### Supplied material:
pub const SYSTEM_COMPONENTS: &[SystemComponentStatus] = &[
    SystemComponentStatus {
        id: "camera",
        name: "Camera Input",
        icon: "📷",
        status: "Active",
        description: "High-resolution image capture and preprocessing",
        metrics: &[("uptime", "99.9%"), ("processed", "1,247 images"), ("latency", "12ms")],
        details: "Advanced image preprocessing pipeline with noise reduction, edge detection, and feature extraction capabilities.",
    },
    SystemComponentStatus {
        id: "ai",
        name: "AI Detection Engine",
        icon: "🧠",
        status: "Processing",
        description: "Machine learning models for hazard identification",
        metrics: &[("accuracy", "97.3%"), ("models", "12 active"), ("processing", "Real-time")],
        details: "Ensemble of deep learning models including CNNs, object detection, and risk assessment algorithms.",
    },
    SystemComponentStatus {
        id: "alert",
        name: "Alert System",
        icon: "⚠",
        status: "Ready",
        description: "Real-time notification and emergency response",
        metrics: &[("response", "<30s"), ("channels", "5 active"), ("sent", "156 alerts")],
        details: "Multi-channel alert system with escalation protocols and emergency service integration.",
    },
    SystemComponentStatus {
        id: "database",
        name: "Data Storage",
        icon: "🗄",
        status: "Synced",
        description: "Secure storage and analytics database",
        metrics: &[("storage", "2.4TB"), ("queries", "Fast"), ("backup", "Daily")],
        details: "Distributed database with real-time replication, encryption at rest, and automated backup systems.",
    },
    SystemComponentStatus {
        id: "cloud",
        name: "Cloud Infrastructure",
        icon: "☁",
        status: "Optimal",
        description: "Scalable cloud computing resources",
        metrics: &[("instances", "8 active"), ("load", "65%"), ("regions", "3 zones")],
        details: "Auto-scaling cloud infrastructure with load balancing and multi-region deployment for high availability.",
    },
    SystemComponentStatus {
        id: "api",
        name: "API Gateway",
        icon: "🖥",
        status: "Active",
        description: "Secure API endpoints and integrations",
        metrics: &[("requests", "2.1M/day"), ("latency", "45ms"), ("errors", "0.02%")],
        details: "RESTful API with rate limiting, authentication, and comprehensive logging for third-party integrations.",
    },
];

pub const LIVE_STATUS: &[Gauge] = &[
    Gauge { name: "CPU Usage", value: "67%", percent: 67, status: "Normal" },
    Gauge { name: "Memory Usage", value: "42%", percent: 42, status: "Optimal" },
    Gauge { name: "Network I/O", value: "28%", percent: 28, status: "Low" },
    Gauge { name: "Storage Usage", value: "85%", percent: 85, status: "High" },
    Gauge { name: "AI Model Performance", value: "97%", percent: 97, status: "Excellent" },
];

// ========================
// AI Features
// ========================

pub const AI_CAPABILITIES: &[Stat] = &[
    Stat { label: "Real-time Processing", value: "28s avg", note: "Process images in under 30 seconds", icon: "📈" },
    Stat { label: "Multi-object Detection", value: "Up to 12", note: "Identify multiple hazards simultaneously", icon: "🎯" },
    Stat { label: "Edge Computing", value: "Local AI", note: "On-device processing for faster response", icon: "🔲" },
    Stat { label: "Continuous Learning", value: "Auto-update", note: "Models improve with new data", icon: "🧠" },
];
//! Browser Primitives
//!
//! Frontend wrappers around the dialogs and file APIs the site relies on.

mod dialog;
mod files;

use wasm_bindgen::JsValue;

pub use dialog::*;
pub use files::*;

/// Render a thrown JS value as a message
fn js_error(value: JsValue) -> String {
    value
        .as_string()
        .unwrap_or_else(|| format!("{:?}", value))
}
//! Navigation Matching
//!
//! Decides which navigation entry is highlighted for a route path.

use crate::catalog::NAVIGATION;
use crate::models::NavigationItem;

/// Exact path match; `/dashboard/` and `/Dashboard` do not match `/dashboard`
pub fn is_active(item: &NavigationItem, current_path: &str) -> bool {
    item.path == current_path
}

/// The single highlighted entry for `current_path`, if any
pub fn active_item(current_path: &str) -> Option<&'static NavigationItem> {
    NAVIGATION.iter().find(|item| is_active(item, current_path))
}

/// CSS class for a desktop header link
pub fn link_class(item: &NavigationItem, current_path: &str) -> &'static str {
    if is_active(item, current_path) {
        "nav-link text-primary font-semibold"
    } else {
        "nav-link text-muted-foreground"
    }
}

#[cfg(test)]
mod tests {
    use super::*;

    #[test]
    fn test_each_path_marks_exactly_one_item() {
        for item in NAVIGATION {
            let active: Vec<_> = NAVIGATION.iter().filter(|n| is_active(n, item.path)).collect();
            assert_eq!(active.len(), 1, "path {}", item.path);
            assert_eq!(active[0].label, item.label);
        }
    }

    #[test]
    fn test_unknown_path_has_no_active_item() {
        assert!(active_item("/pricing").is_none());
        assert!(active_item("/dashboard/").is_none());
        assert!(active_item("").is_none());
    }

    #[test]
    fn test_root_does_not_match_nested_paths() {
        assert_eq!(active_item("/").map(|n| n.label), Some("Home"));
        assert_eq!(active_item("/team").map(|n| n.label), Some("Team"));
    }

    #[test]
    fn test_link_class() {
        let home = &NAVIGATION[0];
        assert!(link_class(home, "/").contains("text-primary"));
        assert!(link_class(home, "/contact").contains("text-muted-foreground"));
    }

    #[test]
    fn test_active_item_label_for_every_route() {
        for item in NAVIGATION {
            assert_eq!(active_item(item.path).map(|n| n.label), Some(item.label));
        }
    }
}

### Exercise description:
What lines in the listing above hold the string "database"? List them.

### Exercise solution:
        id: "database",
        description: "Secure storage and analytics database",
        details: "Distributed database with real-time replication, encryption at rest, and automated backup systems.",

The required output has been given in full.